## Work required
Extract every line from the records below that contains the word "tree".

## Material supplied
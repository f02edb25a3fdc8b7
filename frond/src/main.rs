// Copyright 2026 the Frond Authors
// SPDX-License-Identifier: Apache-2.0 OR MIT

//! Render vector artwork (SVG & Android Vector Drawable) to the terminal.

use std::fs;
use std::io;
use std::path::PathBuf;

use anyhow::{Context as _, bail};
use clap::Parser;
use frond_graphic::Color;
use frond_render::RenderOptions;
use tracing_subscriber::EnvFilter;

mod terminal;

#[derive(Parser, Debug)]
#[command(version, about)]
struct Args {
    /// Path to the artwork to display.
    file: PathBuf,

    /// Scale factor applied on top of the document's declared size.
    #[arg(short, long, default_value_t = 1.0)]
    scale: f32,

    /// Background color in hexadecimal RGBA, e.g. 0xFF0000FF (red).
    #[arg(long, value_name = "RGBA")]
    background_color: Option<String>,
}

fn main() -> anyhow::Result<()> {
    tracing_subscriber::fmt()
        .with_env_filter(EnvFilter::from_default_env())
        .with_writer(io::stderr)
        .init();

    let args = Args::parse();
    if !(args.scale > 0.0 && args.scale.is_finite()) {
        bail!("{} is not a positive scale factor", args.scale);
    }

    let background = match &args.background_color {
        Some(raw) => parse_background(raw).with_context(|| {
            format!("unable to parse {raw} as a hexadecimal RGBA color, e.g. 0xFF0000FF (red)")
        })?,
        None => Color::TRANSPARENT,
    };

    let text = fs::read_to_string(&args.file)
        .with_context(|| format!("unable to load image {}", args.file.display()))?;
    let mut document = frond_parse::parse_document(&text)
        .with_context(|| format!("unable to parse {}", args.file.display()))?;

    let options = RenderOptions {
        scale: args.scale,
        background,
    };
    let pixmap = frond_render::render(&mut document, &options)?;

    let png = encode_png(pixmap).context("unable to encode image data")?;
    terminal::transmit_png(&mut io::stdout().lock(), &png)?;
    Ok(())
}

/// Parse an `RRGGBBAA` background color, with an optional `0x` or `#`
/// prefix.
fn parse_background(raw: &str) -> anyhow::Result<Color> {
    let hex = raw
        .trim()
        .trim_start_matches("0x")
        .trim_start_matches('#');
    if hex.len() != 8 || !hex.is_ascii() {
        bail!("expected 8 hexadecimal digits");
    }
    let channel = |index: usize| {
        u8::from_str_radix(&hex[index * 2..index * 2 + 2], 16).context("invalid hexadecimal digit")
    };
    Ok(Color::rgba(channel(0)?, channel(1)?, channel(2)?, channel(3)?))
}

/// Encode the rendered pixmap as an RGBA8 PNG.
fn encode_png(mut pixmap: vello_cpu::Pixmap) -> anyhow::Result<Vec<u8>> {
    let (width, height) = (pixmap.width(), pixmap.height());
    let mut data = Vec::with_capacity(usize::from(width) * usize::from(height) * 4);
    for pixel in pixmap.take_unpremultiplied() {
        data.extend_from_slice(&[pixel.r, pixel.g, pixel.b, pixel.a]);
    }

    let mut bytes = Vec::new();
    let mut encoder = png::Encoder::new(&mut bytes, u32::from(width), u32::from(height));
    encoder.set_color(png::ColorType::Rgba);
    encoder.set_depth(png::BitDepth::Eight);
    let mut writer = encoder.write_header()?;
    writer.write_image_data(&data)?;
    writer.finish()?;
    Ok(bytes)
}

---

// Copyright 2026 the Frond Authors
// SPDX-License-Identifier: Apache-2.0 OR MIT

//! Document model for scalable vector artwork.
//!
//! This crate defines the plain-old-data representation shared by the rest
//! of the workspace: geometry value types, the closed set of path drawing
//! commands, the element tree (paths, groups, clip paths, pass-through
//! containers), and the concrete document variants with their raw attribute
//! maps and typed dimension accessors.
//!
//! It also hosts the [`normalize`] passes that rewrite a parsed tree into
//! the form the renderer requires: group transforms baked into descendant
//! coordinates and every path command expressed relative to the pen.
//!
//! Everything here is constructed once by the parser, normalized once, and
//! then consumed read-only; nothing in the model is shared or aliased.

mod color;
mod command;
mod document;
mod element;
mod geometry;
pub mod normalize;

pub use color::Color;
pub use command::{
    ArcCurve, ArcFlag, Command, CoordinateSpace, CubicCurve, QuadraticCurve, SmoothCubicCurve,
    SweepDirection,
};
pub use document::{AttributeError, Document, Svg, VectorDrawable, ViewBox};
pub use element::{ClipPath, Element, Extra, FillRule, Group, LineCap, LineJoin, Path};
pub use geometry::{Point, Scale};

## Written reply
//! commands, the element tree (paths, groups, clip paths, pass-through
//! It also hosts the [`normalize`] passes that rewrite a parsed tree into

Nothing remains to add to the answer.